I am a Ph.D. Candidate studying American Politics in the Department of Political Science at Yale University. My principal research interests are in the field of American Political Development, particularly the institutions of the Presidency and Congress. Starting in July 2019, I will be a postdoctoral associate in the Yale Center for the Study of Representative Institutions.

My dissertation considers the relationship between ideas and institutions, focusing on the idea of presidential representation. How do political ideas influence political development? What happens to political institutions when the ideas supporting them fall into disrepute? Scholars tend to emphasize factors such as interests or institutions to explain political outcomes, but I argue that some political outcomes require an ideational explanation.

As an illustration, I reconsider a puzzle: Congress’s creation of the institutional presidency. I show that acceptance of the idea of presidential representation – an assumption that presidents possess and act based on a unique perspective due to their national constituency – was an essential precondition of laws that together amounted to the institutional arrangements of the modern presidency. This claim was prominently contested in political discourse, including in hearings and debates in Congress.
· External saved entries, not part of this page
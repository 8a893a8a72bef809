// # zonesync - Zone Synchronization CLI
//
// Thin integration layer: all DNS logic lives in zonesync-core and the
// provider crates. This binary is responsible for:
// 1. Reading configuration from environment variables
// 2. Initializing logging and the runtime
// 3. Registering providers
// 4. Running one `dump` or `sync` pass
//
// ## Usage
//
// ```bash
// zonesync dump unit.tests. > unit.tests.json
// zonesync sync unit.tests.json
// ```
//
// ## Configuration
//
// Every setting is a flag placed before the subcommand, and falls back to
// its environment variable.
//
// ### DNS Provider
// - `--provider-type` / `ZONESYNC_PROVIDER_TYPE`: Provider type (constellix)
// - `--api-key` / `ZONESYNC_API_KEY`: API key
// - `--secret-key` / `ZONESYNC_SECRET_KEY`: Secret key
// - `--sandbox` / `ZONESYNC_SANDBOX`: Use the provider's sandbox API
// - `--ratelimit-delay-ms` / `ZONESYNC_RATELIMIT_DELAY_MS`: Spacing between requests, and lock retry delay
// - `--in-place-updates` / `ZONESYNC_IN_PLACE_UPDATES`: Update single records with PUT
// - `--nameserver-group` / `ZONESYNC_NAMESERVER_GROUP`: Nameserver group for new domains
//
// ### Records
// - `--manage-root-ns` / `ZONESYNC_MANAGE_ROOT_NS`: Manage the apex NS record
// - `--excluded-types` / `ZONESYNC_EXCLUDED_TYPES`: Comma-separated record types to leave alone
//
// ### Engine
// - `--dry-run` / `ZONESYNC_DRY_RUN`: Plan without applying
// - `--log-level` / `ZONESYNC_LOG_LEVEL`: trace, debug, info, warn, error

mod snapshot;

use anyhow::Result;
use clap::builder::BoolishValueParser;
use clap::{Args, Parser, Subcommand};
use std::path::PathBuf;
use std::process::ExitCode;
use tracing::{Level, error, info};
use tracing_subscriber::FmtSubscriber;
use zonesync_core::{
    EngineConfig, ProviderConfig, ProviderRegistry, RecordPolicy, RecordType, SyncConfig,
    SyncEngine, Zone,
};

use snapshot::Snapshot;

/// Exit codes for different termination scenarios
#[derive(Debug, Clone, Copy)]
enum ZonesyncExitCode {
    /// Pass completed
    Success = 0,
    /// Configuration or usage error
    ConfigError = 1,
    /// Provider or runtime failure
    RuntimeError = 2,
}

impl From<ZonesyncExitCode> for ExitCode {
    fn from(code: ZonesyncExitCode) -> Self {
        ExitCode::from(code as u8)
    }
}

/// Synchronize DNS zones between snapshot files and a provider
#[derive(Parser)]
#[command(name = "zonesync", version, about)]
struct Cli {
    #[command(flatten)]
    config: Config,

    #[command(subcommand)]
    command: Command,
}

/// What to do this run
#[derive(Subcommand, Debug)]
enum Command {
    /// Populate a zone and print it as a snapshot
    Dump {
        /// Zone name; a trailing dot is added when missing
        #[arg(value_parser = parse_zone)]
        zone: String,
    },
    /// Converge the provider onto a snapshot file
    Sync {
        /// Snapshot written by `dump`
        snapshot: PathBuf,
    },
}

/// Application configuration
#[derive(Args)]
struct Config {
    /// Provider type
    #[arg(long, env = "ZONESYNC_PROVIDER_TYPE", default_value = "constellix")]
    provider_type: String,

    /// API key
    #[arg(long, env = "ZONESYNC_API_KEY", hide_env_values = true)]
    api_key: String,

    /// Secret key
    #[arg(long, env = "ZONESYNC_SECRET_KEY", hide_env_values = true)]
    secret_key: String,

    /// Use the provider's sandbox API
    #[arg(long, env = "ZONESYNC_SANDBOX", value_parser = BoolishValueParser::new())]
    sandbox: bool,

    /// Spacing between requests, and lock retry delay
    #[arg(
        long,
        env = "ZONESYNC_RATELIMIT_DELAY_MS",
        default_value_t = 0,
        value_parser = clap::value_parser!(u64).range(0..=60_000)
    )]
    ratelimit_delay_ms: u64,

    /// Update records backed by a single native record with PUT
    #[arg(long, env = "ZONESYNC_IN_PLACE_UPDATES", value_parser = BoolishValueParser::new())]
    in_place_updates: bool,

    /// Nameserver group assigned to domains created on first sync
    #[arg(
        long,
        env = "ZONESYNC_NAMESERVER_GROUP",
        default_value_t = 1,
        value_parser = clap::value_parser!(u32).range(1..)
    )]
    nameserver_group: u32,

    /// Manage the apex NS record
    #[arg(long, env = "ZONESYNC_MANAGE_ROOT_NS", value_parser = BoolishValueParser::new())]
    manage_root_ns: bool,

    /// Record types to leave alone
    #[arg(
        long,
        env = "ZONESYNC_EXCLUDED_TYPES",
        value_delimiter = ',',
        value_parser = parse_record_type
    )]
    excluded_types: Vec<RecordType>,

    /// Plan without applying
    #[arg(long, env = "ZONESYNC_DRY_RUN", value_parser = BoolishValueParser::new())]
    dry_run: bool,

    /// trace, debug, info, warn, error
    #[arg(long, env = "ZONESYNC_LOG_LEVEL", default_value = "info")]
    log_level: String,
}

impl Config {
    /// Validate the configuration
    fn validate(&self) -> Result<()> {
        match self.provider_type.as_str() {
            "constellix" => {}
            _ => anyhow::bail!(
                "provider type '{}' is not supported. \
                Supported providers: constellix",
                self.provider_type
            ),
        }

        match self.log_level.to_lowercase().as_str() {
            "trace" | "debug" | "info" | "warn" | "error" => {}
            _ => anyhow::bail!(
                "log level '{}' is not valid. \
                Valid levels: trace, debug, info, warn, error",
                self.log_level
            ),
        }

        self.sync_config().validate()?;
        Ok(())
    }

    fn sync_config(&self) -> SyncConfig {
        let provider = ProviderConfig::Constellix {
            api_key: self.api_key.clone(),
            secret_key: self.secret_key.clone(),
            sandbox: self.sandbox,
            ratelimit_delay_ms: self.ratelimit_delay_ms,
            max_attempts: 2,
            in_place_updates: self.in_place_updates,
            nameserver_group: self.nameserver_group,
            policy: RecordPolicy {
                manage_root_ns: self.manage_root_ns,
                excluded_types: self.excluded_types.clone(),
            },
        };
        SyncConfig {
            provider,
            engine: EngineConfig {
                dry_run: self.dry_run,
            },
        }
    }
}

fn parse_zone(raw: &str) -> Result<String, String> {
    let zone = raw.trim();
    if zone.is_empty() || zone == "." {
        return Err("zone name is empty".to_string());
    }
    Ok(if zone.ends_with('.') {
        zone.to_string()
    } else {
        format!("{}.", zone)
    })
}

fn parse_record_type(raw: &str) -> zonesync_core::Result<RecordType> {
    raw.trim().parse()
}

fn main() -> ExitCode {
    let Cli { config, command } = match Cli::try_parse() {
        Ok(cli) => cli,
        Err(e) => {
            let _ = e.print();
            return if e.use_stderr() {
                ZonesyncExitCode::ConfigError
            } else {
                ZonesyncExitCode::Success
            }
            .into();
        }
    };

    if let Err(e) = config.validate() {
        eprintln!("Configuration validation error: {:#}", e);
        return ZonesyncExitCode::ConfigError.into();
    }

    // Initialize tracing
    let log_level = match config.log_level.to_lowercase().as_str() {
        "trace" => Level::TRACE,
        "debug" => Level::DEBUG,
        "info" => Level::INFO,
        "warn" => Level::WARN,
        "error" => Level::ERROR,
        _ => Level::INFO,
    };

    // Logs go to stderr so `dump` output stays clean
    let subscriber = FmtSubscriber::builder()
        .with_max_level(log_level)
        .with_writer(std::io::stderr)
        .finish();

    if let Err(e) = tracing::subscriber::set_global_default(subscriber) {
        eprintln!("Failed to set tracing subscriber: {}", e);
        return ZonesyncExitCode::ConfigError.into();
    }

    let rt = match tokio::runtime::Builder::new_multi_thread()
        .enable_all()
        .build()
    {
        Ok(runtime) => runtime,
        Err(e) => {
            error!("Failed to create tokio runtime: {}", e);
            return ZonesyncExitCode::RuntimeError.into();
        }
    };

    let result = rt.block_on(async {
        if let Err(e) = run(config, command).await {
            error!("{:#}", e);
            ZonesyncExitCode::RuntimeError
        } else {
            ZonesyncExitCode::Success
        }
    });

    result.into()
}

async fn run(config: Config, command: Command) -> Result<()> {
    let registry = ProviderRegistry::new();

    #[cfg(feature = "constellix")]
    {
        info!("Registering Constellix provider");
        zonesync_provider_constellix::register(&registry);
    }

    let sync_config = config.sync_config();
    info!("Provider: {:?}", sync_config.provider);
    let provider = registry.create_provider(&sync_config.provider)?;

    match command {
        Command::Dump { zone } => {
            let mut current = Zone::new(zone)?;
            let exists = provider.populate(&mut current, false).await?;
            if !exists {
                info!("{} has no records on the provider", current.name());
            }
            let out = serde_json::to_string_pretty(&Snapshot::from_zone(&current))?;
            println!("{}", out);
        }
        Command::Sync { snapshot } => {
            let desired = Snapshot::load(&snapshot)?.into_zone()?;
            let engine = SyncEngine::new(provider, sync_config.engine);
            let report = engine.sync(&desired).await?;
            info!(
                "{}: {} change(s) planned, {} applied",
                desired.name(),
                report.planned,
                report.applied
            );
        }
    }

    Ok(())
}
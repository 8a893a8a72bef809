// Shared helpers for the Constellix wiremock suites

#![allow(dead_code)]

use serde_json::{Value, json};
use std::net::Ipv4Addr;
use wiremock::matchers::{method, path};
use wiremock::{Mock, MockServer, ResponseTemplate};

use zonesync_core::{ProviderConfig, Record, RecordData, RecordPolicy};
use zonesync_provider_constellix::ConstellixProvider;

pub const ZONE: &str = "unit.tests.";
pub const DOMAIN_ID: u64 = 123;

/// Mock server plus a provider pointed at it
pub async fn setup() -> (MockServer, ConstellixProvider) {
    setup_with(ProviderConfig::constellix("api-key", "secret-key")).await
}

pub async fn setup_with(config: ProviderConfig) -> (MockServer, ConstellixProvider) {
    let server = MockServer::start().await;
    let uri = server.uri();
    let provider = ConstellixProvider::from_config_with_base_url(&config, Some(uri.as_str())).unwrap();
    (server, provider)
}

/// Constellix config with in-place updates and a small rate-limit delay
pub fn config(in_place_updates: bool, ratelimit_delay_ms: u64) -> ProviderConfig {
    ProviderConfig::Constellix {
        api_key: "api-key".into(),
        secret_key: "secret-key".into(),
        sandbox: false,
        ratelimit_delay_ms,
        max_attempts: 2,
        in_place_updates,
        nameserver_group: 1,
        policy: RecordPolicy::default(),
    }
}

pub fn records_path() -> String {
    format!("/domains/{}/records", DOMAIN_ID)
}

pub fn record_path(native_type: &str) -> String {
    format!("/domains/{}/records/{}", DOMAIN_ID, native_type)
}

/// `GET /domains` listing our zone, and `GET /domains/{id}` confirming it
pub async fn mount_domain(server: &MockServer) {
    Mock::given(method("GET"))
        .and(path("/domains"))
        .respond_with(ResponseTemplate::new(200).set_body_json(json!([
            {"id": DOMAIN_ID, "name": "unit.tests"},
            {"id": 999, "name": "other.tests"}
        ])))
        .mount(server)
        .await;
    Mock::given(method("GET"))
        .and(path(format!("/domains/{}", DOMAIN_ID)))
        .respond_with(ResponseTemplate::new(200).set_body_json(json!({"id": DOMAIN_ID, "name": "unit.tests"})))
        .mount(server)
        .await;
}

/// `GET /domains/{id}/records` returning `records`
pub async fn mount_records(server: &MockServer, records: Value) {
    Mock::given(method("GET"))
        .and(path(records_path()))
        .respond_with(ResponseTemplate::new(200).set_body_json(records))
        .mount(server)
        .await;
}

pub fn native_a(id: u64, name: &str, ttl: u32, ips: &[&str]) -> Value {
    json!({
        "id": id,
        "type": "A",
        "name": name,
        "ttl": ttl,
        "roundRobin": ips.iter().map(|ip| json!({"value": ip, "disableFlag": false})).collect::<Vec<_>>()
    })
}

pub fn a_record(name: &str, ttl: u32, ips: &[[u8; 4]]) -> Record {
    let ips = ips.iter().map(|o| Ipv4Addr::from(*o)).collect();
    Record::new(name, ttl, RecordData::A(ips)).unwrap()
}
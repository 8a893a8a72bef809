//! Plugin-based provider registry
//!
//! The registry allows zone providers to be registered dynamically at
//! runtime, avoiding hardcoded if-else chains.
//!
//! ## Registration
//!
//! Implementations should register themselves during initialization:
//!
//! ```rust,ignore
//! // In zonesync-provider-constellix
//! pub fn register(registry: &ProviderRegistry) {
//!     registry.register_provider("constellix", Box::new(ConstellixFactory));
//! }
//! ```

use crate::config::ProviderConfig;
use crate::error::{Error, Result};
use crate::traits::{ZoneProvider, ZoneProviderFactory};
use std::collections::HashMap;
use std::sync::RwLock;

/// Provider registry for plugin-based zone provider creation
///
/// Maps provider type names to factories. Interior mutability through
/// `RwLock` allows concurrent reads and exclusive writes.
#[derive(Default)]
pub struct ProviderRegistry {
    providers: RwLock<HashMap<String, Box<dyn ZoneProviderFactory>>>,
}

impl ProviderRegistry {
    /// Create a new empty registry
    pub fn new() -> Self {
        Self::default()
    }

    /// Register a zone provider factory under `name`
    pub fn register_provider(&self, name: impl Into<String>, factory: Box<dyn ZoneProviderFactory>) {
        let name = name.into();
        let mut providers = self
            .providers
            .write()
            .unwrap_or_else(|poisoned| poisoned.into_inner());
        providers.insert(name, factory);
    }

    /// Create a zone provider from configuration
    ///
    /// # Returns
    ///
    /// - `Ok(Box<dyn ZoneProvider>)`: Created provider instance
    /// - `Err(Error)`: If the provider type is not registered or creation fails
    pub fn create_provider(&self, config: &ProviderConfig) -> Result<Box<dyn ZoneProvider>> {
        config.validate()?;

        let provider_type = config.type_name();
        let providers = self
            .providers
            .read()
            .unwrap_or_else(|poisoned| poisoned.into_inner());

        let factory = providers
            .get(provider_type)
            .ok_or_else(|| Error::config(format!("Unknown provider type: {}", provider_type)))?;

        factory.create(config)
    }

    /// List all registered provider types
    pub fn list_providers(&self) -> Vec<String> {
        let providers = self
            .providers
            .read()
            .unwrap_or_else(|poisoned| poisoned.into_inner());
        providers.keys().cloned().collect()
    }

    /// Check if a provider type is registered
    pub fn has_provider(&self, name: &str) -> bool {
        let providers = self
            .providers
            .read()
            .unwrap_or_else(|poisoned| poisoned.into_inner());
        providers.contains_key(name)
    }
}
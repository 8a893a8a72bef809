//! Constellix wire types
//!
//! Shapes as the v1 API sends and accepts them. Decoding is lenient: the
//! API has shipped values both as a top-level `value` and as a `roundRobin`
//! list, and either may carry strings or objects.

use serde::{Deserialize, Serialize};
use serde_json::{Value, json};
use zonesync_core::RecordType;

/// Record type tags used in Constellix paths and payloads
#[derive(Debug, Clone, Copy, PartialEq, Eq, PartialOrd, Ord, Hash)]
pub enum NativeType {
    A,
    Aaaa,
    Aname,
    Caa,
    Cname,
    Mx,
    Naptr,
    Ns,
    Ptr,
    Spf,
    Srv,
    Txt,
}

impl NativeType {
    /// Tag as used in `/records/{TYPE}` paths
    pub fn as_str(&self) -> &'static str {
        match self {
            NativeType::A => "A",
            NativeType::Aaaa => "AAAA",
            NativeType::Aname => "ANAME",
            NativeType::Caa => "CAA",
            NativeType::Cname => "CNAME",
            NativeType::Mx => "MX",
            NativeType::Naptr => "NAPTR",
            NativeType::Ns => "NS",
            NativeType::Ptr => "PTR",
            NativeType::Spf => "SPF",
            NativeType::Srv => "SRV",
            NativeType::Txt => "TXT",
        }
    }

    /// Parse a type tag; `None` for types the canonical model can't hold
    /// (SOA, HTTP redirection, pools, ...)
    pub fn parse(tag: &str) -> Option<Self> {
        Some(match tag.to_ascii_uppercase().as_str() {
            "A" => NativeType::A,
            "AAAA" => NativeType::Aaaa,
            "ANAME" | "ALIAS" => NativeType::Aname,
            "CAA" => NativeType::Caa,
            "CNAME" => NativeType::Cname,
            "MX" => NativeType::Mx,
            "NAPTR" => NativeType::Naptr,
            "NS" => NativeType::Ns,
            "PTR" => NativeType::Ptr,
            "SPF" => NativeType::Spf,
            "SRV" => NativeType::Srv,
            "TXT" => NativeType::Txt,
            _ => return None,
        })
    }

    /// Canonical type this tag decodes to
    pub fn record_type(&self) -> RecordType {
        match self {
            NativeType::A => RecordType::A,
            NativeType::Aaaa => RecordType::Aaaa,
            NativeType::Aname => RecordType::Alias,
            NativeType::Caa => RecordType::Caa,
            NativeType::Cname => RecordType::Cname,
            NativeType::Mx => RecordType::Mx,
            NativeType::Naptr => RecordType::Naptr,
            NativeType::Ns => RecordType::Ns,
            NativeType::Ptr => RecordType::Ptr,
            NativeType::Spf => RecordType::Spf,
            NativeType::Srv => RecordType::Srv,
            NativeType::Txt => RecordType::Txt,
        }
    }
}

impl From<RecordType> for NativeType {
    fn from(record_type: RecordType) -> Self {
        match record_type {
            RecordType::A => NativeType::A,
            RecordType::Aaaa => NativeType::Aaaa,
            RecordType::Alias => NativeType::Aname,
            RecordType::Caa => NativeType::Caa,
            RecordType::Cname => NativeType::Cname,
            RecordType::Mx => NativeType::Mx,
            RecordType::Naptr => NativeType::Naptr,
            RecordType::Ns => NativeType::Ns,
            RecordType::Ptr => NativeType::Ptr,
            RecordType::Spf => NativeType::Spf,
            RecordType::Srv => NativeType::Srv,
            RecordType::Txt => NativeType::Txt,
        }
    }
}

impl std::fmt::Display for NativeType {
    fn fmt(&self, f: &mut std::fmt::Formatter<'_>) -> std::fmt::Result {
        f.write_str(self.as_str())
    }
}

/// Entry of `GET /domains`
#[derive(Debug, Clone, PartialEq, Eq, Deserialize)]
pub struct NativeDomain {
    pub id: u64,
    /// Domain name without trailing dot
    pub name: String,
}

/// Entry of `GET /domains/{id}/records`
#[derive(Debug, Clone, PartialEq, Deserialize)]
pub struct NativeRecord {
    pub id: u64,
    #[serde(rename = "type", default)]
    pub record_type: String,
    #[serde(default)]
    pub name: String,
    #[serde(default)]
    pub ttl: u32,
    #[serde(default)]
    pub value: Value,
    #[serde(rename = "roundRobin", default)]
    pub round_robin: Vec<Value>,
    #[serde(default)]
    pub host: Option<String>,
}

impl NativeRecord {
    /// Parsed type tag, `None` when unsupported
    pub fn native_type(&self) -> Option<NativeType> {
        NativeType::parse(&self.record_type)
    }

    /// Value entries as objects, whichever field the API used
    ///
    /// Bare strings become `{"value": <string>}`.
    pub fn entries(&self) -> Vec<Value> {
        fn wrap(item: &Value) -> Value {
            match item {
                Value::String(s) => json!({ "value": s }),
                other => other.clone(),
            }
        }

        if !self.round_robin.is_empty() {
            return self.round_robin.iter().map(wrap).collect();
        }
        match &self.value {
            Value::Array(items) => items.iter().map(wrap).collect(),
            Value::String(s) => vec![json!({ "value": s })],
            _ => self
                .host
                .iter()
                .map(|h| json!({ "value": h }))
                .collect(),
        }
    }

    /// Value of a single-value record (CNAME/PTR carry it in `host`)
    pub fn single_value(&self) -> Option<String> {
        if let Some(host) = &self.host {
            return Some(host.clone());
        }
        if let Value::String(s) = &self.value {
            return Some(s.clone());
        }
        self.entries()
            .first()
            .and_then(|e| e.get("value"))
            .and_then(Value::as_str)
            .map(str::to_string)
    }
}

/// Body of `POST /domains/{id}/records/{TYPE}`
#[derive(Debug, Clone, PartialEq, Serialize)]
#[serde(rename_all = "camelCase")]
pub struct NativePayload {
    pub name: String,
    pub ttl: u32,
    #[serde(skip_serializing_if = "Option::is_none")]
    pub host: Option<String>,
    /// Mirrors one MX exchange; the provider's UI reads it
    #[serde(skip_serializing_if = "Option::is_none")]
    pub value: Option<String>,
    #[serde(skip_serializing_if = "Vec::is_empty")]
    pub round_robin: Vec<RoundRobinEntry>,
}

/// One element of a `roundRobin` list, shaped per type
#[derive(Debug, Clone, PartialEq, Serialize)]
#[serde(untagged)]
pub enum RoundRobinEntry {
    Value {
        value: String,
    },
    Aname {
        value: String,
        #[serde(rename = "disableFlag")]
        disable_flag: bool,
    },
    Mx {
        value: String,
        level: u16,
    },
    Srv {
        priority: u16,
        weight: u16,
        value: String,
        port: u16,
    },
    Caa {
        flag: u8,
        tag: String,
        data: String,
    },
    Naptr {
        order: u16,
        preference: u16,
        flags: String,
        service: String,
        #[serde(rename = "regularExpression")]
        regular_expression: String,
        replacement: String,
    },
}

/// SOA fields sent when creating a domain
#[derive(Debug, Clone, PartialEq, Eq, Serialize)]
#[serde(rename_all = "camelCase")]
pub struct SoaTemplate {
    pub primary_nameserver: String,
    pub email: String,
    pub ttl: u32,
    pub refresh: u32,
    pub retry: u32,
    pub expire: u32,
    pub neg_cache: u32,
}

impl Default for SoaTemplate {
    fn default() -> Self {
        Self {
            primary_nameserver: "ns11.constellix.com.".to_string(),
            email: "dns.constellix.com.".to_string(),
            ttl: 86400,
            refresh: 43200,
            retry: 3600,
            expire: 1209600,
            neg_cache: 180,
        }
    }
}

/// Defaults for domains created on first apply
#[derive(Debug, Clone, PartialEq, Eq)]
pub struct DomainTemplate {
    pub nameserver_group: u32,
    pub soa: SoaTemplate,
}

impl Default for DomainTemplate {
    fn default() -> Self {
        Self {
            nameserver_group: 1,
            soa: SoaTemplate::default(),
        }
    }
}

impl DomainTemplate {
    /// Body of `POST /domains` for `name` (no trailing dot)
    pub fn body(&self, name: &str) -> Value {
        json!({
            "names": [name],
            "nameserverGroup": self.nameserver_group,
            "soa": self.soa,
        })
    }
}

#[cfg(test)]
mod tests {
    use super::*;

    #[test]
    fn test_type_tags() {
        assert_eq!(NativeType::parse("ANAME"), Some(NativeType::Aname));
        assert_eq!(NativeType::parse("alias"), Some(NativeType::Aname));
        assert_eq!(NativeType::parse("SOA"), None);
        assert_eq!(NativeType::parse("HTTPRedirection"), None);
        assert_eq!(NativeType::from(RecordType::Alias).as_str(), "ANAME");
        for record_type in RecordType::ALL {
            assert_eq!(NativeType::from(record_type).record_type(), record_type);
        }
    }

    #[test]
    fn test_entries_from_value_strings() {
        let native: NativeRecord = serde_json::from_value(json!({
            "id": 1, "type": "A", "name": "www", "ttl": 300,
            "value": ["1.2.3.4", "1.2.3.5"]
        }))
        .unwrap();
        assert_eq!(
            native.entries(),
            vec![json!({"value": "1.2.3.4"}), json!({"value": "1.2.3.5"})]
        );
    }

    #[test]
    fn test_entries_prefer_round_robin() {
        let native: NativeRecord = serde_json::from_value(json!({
            "id": 1, "type": "MX", "name": "mx", "ttl": 300,
            "value": "ignored.",
            "roundRobin": [{"value": "smtp.unit.tests.", "level": 10, "disableFlag": false}]
        }))
        .unwrap();
        assert_eq!(native.entries().len(), 1);
        assert_eq!(native.entries()[0]["level"], 10);
    }

    #[test]
    fn test_single_value_prefers_host() {
        let native: NativeRecord = serde_json::from_value(json!({
            "id": 1, "type": "CNAME", "name": "cname", "ttl": 300,
            "host": "unit.tests.", "value": "other."
        }))
        .unwrap();
        assert_eq!(native.single_value().as_deref(), Some("unit.tests."));
    }

    #[test]
    fn test_payload_omits_absent_fields() {
        let payload = NativePayload {
            name: "cname".into(),
            ttl: 300,
            host: Some("unit.tests.".into()),
            value: None,
            round_robin: Vec::new(),
        };
        assert_eq!(
            serde_json::to_value(&payload).unwrap(),
            json!({"name": "cname", "ttl": 300, "host": "unit.tests."})
        );
    }

    #[test]
    fn test_domain_template_body() {
        let body = DomainTemplate::default().body("unit.tests");
        assert_eq!(body["names"], json!(["unit.tests"]));
        assert_eq!(body["nameserverGroup"], 1);
        assert_eq!(body["soa"]["primaryNameserver"], "ns11.constellix.com.");
        assert_eq!(body["soa"]["negCache"], 180);
    }
}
However, innovations based upon this claim pushed against the written constitutional frame. In this project, I compare the development and durability of laws passed by Congress creating the institutional presidency in five policy areas (budgeting, trade, reorganization, employment, and national security) over two periods of time (1921-1947 and 1973-1998). The first period demonstrates the efficacy of the idea of presidential representation in supporting institutional reform. The second period shows what happens to reformed institutions when the idea behind them falls out of favor.

Work from this project has appeared in the Journal of Policy History and Presidential Studies Quarterly. A full draft of my completed dissertation is available upon request.

At Yale, I have served as a graduate teaching fellow for several courses: “The Politics of U.S. Public Policy” (Spring 2019), “Law, Leadership, and the Political Development of the American Presidency” (Fall 2016), “Lincoln’s Statecraft and Rhetoric” (Spring 2016 and Fall 2018), and Intro to American Politics (Fall 2015 and Spring 2017). I have also completed the Certificate of College Teaching Preparation from the Yale Center for Teaching and Learning.

In May 2013, I graduated from the University of Connecticut with a B.A. in political science.